Top of The data

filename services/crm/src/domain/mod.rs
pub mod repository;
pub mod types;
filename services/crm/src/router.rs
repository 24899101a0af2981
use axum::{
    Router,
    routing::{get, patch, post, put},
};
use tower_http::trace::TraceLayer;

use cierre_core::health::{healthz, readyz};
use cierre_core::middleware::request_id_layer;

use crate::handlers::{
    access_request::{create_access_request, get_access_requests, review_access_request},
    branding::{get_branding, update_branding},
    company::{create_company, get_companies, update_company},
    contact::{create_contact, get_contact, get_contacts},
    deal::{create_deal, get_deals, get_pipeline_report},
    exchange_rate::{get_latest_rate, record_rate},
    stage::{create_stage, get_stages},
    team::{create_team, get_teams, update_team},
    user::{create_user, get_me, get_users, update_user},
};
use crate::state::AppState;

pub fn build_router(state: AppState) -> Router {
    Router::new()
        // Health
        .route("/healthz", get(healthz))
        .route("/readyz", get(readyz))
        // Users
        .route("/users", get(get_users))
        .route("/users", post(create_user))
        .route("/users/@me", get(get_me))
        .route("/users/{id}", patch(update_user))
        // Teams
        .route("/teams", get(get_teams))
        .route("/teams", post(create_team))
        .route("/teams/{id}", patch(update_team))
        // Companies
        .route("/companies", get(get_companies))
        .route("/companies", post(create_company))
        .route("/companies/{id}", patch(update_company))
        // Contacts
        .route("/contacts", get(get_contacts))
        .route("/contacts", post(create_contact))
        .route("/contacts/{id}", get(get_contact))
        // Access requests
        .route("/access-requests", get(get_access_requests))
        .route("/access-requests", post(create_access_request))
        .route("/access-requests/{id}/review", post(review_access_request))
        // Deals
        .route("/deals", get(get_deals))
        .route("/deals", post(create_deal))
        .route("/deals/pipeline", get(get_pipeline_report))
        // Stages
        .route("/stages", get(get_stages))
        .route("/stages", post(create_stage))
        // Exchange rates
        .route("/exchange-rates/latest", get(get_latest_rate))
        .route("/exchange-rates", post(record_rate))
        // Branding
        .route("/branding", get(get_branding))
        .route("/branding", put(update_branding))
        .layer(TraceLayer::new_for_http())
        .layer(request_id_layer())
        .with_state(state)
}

Bottom of The data

> _Exercise_: Transcribe the lines above precisely, keeping each one unchanged.

> _Your solution_:
filename services/crm/src/domain/mod.rs
pub mod repository;
pub mod types;
filename services/crm/src/router.rs
repository 24899101a0af2981
use axum::{
    Router,
    routing::{get, patch, post, put},
};
use tower_http::trace::TraceLayer;

use cierre_core::health::{healthz, readyz};
use cierre_core::middleware::request_id_layer;

use crate::handlers::{
    access_request::{create_access_request, get_access_requests, review_access_request},
    branding::{get_branding, update_branding},
    company::{create_company, get_companies, update_company},
    contact::{create_contact, get_contact, get_contacts},
    deal::{create_deal, get_deals, get_pipeline_report},
    exchange_rate::{get_latest_rate, record_rate},
    stage::{create_stage, get_stages},
    team::{create_team, get_teams, update_team},
    user::{create_user, get_me, get_users, update_user},
};
use crate::state::AppState;

pub fn build_router(state: AppState) -> Router {
    Router::new()
        // Health
        .route("/healthz", get(healthz))
        .route("/readyz", get(readyz))
        // Users
        .route("/users", get(get_users))
        .route("/users", post(create_user))
        .route("/users/@me", get(get_me))
        .route("/users/{id}", patch(update_user))
        // Teams
        .route("/teams", get(get_teams))
        .route("/teams", post(create_team))
        .route("/teams/{id}", patch(update_team))
        // Companies
        .route("/companies", get(get_companies))
        .route("/companies", post(create_company))
        .route("/companies/{id}", patch(update_company))
        // Contacts
        .route("/contacts", get(get_contacts))
        .route("/contacts", post(create_contact))
        .route("/contacts/{id}", get(get_contact))
        // Access requests
        .route("/access-requests", get(get_access_requests))
        .route("/access-requests", post(create_access_request))
        .route("/access-requests/{id}/review", post(review_access_request))
        // Deals
        .route("/deals", get(get_deals))
        .route("/deals", post(create_deal))
        .route("/deals/pipeline", get(get_pipeline_report))
        // Stages
        .route("/stages", get(get_stages))
        .route("/stages", post(create_stage))
        // Exchange rates
        .route("/exchange-rates/latest", get(get_latest_rate))
        .route("/exchange-rates", post(record_rate))
        // Branding
        .route("/branding", get(get_branding))
        .route("/branding", put(update_branding))
        .layer(TraceLayer::new_for_http())
        .layer(request_id_layer())
        .with_state(state)
}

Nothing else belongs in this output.